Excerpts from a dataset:
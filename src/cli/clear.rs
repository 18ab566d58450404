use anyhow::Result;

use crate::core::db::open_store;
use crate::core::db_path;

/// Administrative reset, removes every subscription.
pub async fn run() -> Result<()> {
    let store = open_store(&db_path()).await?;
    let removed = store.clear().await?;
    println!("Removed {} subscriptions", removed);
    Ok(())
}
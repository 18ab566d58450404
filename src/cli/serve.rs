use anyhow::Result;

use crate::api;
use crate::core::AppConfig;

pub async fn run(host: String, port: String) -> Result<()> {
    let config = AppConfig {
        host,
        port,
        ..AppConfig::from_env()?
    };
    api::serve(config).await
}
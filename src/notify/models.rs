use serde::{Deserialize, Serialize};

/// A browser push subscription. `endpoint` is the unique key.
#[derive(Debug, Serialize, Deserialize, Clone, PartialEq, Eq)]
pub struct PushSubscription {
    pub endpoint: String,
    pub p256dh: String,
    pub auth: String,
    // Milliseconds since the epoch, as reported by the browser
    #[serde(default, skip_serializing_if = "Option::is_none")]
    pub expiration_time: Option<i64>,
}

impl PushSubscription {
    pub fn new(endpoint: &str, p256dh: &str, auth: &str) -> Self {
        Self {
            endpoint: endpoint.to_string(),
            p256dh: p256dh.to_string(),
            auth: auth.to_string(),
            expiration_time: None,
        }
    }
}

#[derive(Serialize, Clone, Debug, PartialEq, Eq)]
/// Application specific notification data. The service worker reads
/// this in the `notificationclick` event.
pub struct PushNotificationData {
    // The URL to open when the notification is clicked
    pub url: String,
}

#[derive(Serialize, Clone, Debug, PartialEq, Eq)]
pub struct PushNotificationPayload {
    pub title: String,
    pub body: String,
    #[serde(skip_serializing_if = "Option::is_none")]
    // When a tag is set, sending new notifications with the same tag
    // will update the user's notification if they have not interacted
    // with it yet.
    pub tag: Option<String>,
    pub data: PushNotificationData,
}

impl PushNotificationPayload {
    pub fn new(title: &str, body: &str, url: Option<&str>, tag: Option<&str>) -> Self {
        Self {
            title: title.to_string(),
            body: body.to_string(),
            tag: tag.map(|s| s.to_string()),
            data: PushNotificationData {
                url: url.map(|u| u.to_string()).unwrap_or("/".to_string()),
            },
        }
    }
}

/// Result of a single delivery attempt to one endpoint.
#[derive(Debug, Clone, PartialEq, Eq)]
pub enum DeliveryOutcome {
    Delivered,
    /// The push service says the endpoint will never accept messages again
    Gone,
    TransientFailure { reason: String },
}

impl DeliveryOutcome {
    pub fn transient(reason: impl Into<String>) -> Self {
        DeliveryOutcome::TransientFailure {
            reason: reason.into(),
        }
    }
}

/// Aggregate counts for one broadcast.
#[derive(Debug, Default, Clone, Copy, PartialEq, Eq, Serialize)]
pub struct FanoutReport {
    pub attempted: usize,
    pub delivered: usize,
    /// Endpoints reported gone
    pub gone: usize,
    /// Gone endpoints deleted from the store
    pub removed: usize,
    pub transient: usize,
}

---

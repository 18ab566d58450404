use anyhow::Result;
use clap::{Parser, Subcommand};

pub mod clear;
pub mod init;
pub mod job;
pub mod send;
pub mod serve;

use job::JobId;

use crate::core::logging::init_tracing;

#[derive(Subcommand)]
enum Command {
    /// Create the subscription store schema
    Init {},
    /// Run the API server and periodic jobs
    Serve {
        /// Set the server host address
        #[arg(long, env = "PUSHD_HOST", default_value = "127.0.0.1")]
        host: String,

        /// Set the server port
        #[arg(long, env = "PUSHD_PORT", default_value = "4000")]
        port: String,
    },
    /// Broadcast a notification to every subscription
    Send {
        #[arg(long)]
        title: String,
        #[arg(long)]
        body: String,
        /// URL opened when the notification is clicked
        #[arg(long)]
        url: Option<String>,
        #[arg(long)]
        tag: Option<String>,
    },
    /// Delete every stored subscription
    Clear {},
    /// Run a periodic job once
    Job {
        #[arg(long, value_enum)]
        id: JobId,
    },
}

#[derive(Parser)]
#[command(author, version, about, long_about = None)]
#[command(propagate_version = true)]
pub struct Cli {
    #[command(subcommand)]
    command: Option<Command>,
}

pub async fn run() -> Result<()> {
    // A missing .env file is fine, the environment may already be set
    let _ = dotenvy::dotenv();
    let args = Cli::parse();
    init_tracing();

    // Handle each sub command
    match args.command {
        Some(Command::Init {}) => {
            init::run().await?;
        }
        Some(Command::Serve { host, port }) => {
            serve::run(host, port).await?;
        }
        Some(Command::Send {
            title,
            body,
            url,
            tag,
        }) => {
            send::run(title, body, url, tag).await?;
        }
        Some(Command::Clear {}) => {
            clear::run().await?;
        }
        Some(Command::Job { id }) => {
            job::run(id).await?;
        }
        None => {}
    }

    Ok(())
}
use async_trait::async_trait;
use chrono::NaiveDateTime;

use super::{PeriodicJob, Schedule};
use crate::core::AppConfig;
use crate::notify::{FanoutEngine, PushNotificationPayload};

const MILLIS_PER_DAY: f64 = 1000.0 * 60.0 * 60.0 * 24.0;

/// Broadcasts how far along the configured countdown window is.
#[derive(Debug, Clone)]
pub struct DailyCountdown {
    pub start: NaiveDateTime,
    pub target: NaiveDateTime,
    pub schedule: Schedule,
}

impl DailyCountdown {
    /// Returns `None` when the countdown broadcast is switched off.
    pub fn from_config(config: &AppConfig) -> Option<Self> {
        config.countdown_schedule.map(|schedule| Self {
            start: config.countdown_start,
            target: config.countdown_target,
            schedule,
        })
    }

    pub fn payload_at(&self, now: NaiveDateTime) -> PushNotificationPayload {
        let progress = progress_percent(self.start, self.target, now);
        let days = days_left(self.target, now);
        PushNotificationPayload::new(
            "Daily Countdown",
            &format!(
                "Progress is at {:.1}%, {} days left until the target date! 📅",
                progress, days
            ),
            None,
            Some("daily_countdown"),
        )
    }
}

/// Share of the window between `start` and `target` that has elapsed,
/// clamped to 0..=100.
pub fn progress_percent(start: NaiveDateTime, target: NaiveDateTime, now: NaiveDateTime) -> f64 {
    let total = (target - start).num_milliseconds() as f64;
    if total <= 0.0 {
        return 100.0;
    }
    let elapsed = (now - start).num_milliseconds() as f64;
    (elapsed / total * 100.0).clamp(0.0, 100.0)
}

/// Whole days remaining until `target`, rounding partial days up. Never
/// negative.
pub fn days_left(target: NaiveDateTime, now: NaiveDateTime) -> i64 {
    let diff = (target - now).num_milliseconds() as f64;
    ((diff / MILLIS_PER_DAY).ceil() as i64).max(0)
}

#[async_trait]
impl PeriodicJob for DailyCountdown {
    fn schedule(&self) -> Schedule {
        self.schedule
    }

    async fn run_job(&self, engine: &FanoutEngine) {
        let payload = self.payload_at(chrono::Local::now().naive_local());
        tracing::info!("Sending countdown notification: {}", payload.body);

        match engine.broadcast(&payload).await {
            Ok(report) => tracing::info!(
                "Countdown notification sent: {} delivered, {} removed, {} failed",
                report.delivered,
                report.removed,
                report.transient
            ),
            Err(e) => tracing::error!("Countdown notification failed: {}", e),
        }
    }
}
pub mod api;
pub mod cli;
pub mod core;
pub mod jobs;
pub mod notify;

* * *

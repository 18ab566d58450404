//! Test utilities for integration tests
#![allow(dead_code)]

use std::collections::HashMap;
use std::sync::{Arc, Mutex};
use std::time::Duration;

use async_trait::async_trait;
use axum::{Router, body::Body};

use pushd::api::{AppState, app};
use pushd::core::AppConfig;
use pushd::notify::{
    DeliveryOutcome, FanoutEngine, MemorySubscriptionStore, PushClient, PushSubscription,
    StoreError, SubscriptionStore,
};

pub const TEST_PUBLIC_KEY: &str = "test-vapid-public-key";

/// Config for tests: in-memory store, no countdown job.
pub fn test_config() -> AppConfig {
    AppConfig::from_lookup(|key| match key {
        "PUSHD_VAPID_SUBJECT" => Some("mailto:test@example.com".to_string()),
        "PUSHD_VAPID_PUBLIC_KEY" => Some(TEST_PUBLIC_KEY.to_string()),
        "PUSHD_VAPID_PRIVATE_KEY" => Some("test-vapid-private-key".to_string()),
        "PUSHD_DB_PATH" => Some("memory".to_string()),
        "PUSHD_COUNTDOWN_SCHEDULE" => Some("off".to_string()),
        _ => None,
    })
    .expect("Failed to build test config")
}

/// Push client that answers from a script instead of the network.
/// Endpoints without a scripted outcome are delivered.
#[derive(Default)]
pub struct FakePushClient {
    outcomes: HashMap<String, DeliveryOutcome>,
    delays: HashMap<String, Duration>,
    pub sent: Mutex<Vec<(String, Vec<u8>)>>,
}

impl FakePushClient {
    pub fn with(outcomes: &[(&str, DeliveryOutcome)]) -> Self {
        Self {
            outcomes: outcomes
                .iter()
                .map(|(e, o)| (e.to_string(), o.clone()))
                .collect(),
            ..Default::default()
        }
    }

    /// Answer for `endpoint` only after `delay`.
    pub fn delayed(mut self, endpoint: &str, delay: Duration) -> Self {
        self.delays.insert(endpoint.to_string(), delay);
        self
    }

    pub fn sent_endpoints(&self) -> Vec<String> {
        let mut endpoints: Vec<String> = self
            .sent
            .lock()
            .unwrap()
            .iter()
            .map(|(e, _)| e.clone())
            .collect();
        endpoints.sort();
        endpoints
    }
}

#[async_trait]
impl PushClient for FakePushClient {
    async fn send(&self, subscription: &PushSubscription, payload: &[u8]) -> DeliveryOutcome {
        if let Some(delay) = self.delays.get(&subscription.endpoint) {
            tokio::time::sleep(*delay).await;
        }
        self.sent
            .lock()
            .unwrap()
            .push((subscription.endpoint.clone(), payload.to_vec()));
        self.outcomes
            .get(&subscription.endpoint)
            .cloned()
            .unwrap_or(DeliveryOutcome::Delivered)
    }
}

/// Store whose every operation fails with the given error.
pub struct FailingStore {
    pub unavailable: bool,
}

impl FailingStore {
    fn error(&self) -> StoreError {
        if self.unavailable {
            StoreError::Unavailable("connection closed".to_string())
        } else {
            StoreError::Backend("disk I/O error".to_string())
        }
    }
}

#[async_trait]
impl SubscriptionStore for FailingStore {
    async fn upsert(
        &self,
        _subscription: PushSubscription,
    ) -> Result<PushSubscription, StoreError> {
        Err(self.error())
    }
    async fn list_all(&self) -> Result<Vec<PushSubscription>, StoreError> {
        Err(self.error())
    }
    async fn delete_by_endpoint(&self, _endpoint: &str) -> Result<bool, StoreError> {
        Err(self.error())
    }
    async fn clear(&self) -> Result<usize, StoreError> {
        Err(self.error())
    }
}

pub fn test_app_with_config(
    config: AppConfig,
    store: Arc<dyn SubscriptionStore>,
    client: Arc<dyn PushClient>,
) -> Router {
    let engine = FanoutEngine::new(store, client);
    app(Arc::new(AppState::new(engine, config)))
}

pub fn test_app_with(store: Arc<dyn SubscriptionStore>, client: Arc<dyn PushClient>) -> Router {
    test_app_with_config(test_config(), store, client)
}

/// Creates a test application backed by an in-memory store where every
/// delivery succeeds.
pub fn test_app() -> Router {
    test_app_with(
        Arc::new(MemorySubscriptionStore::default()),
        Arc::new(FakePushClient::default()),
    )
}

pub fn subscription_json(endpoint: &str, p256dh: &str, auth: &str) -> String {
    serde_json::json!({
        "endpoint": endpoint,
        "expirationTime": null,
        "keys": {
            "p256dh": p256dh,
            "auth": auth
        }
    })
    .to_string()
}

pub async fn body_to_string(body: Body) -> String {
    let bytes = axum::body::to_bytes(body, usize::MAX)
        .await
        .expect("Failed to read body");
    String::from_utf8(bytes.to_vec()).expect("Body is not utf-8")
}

* _Directions for this task_: Each line containing the word "start" needs to be copied from the data above.

* _Answer to this exercise_:
    pub start: NaiveDateTime,
            start: config.countdown_start,
        let progress = progress_percent(self.start, self.target, now);
/// Share of the window between `start` and `target` that has elapsed,
pub fn progress_percent(start: NaiveDateTime, target: NaiveDateTime, now: NaiveDateTime) -> f64 {
    let total = (target - start).num_milliseconds() as f64;
    let elapsed = (now - start).num_milliseconds() as f64;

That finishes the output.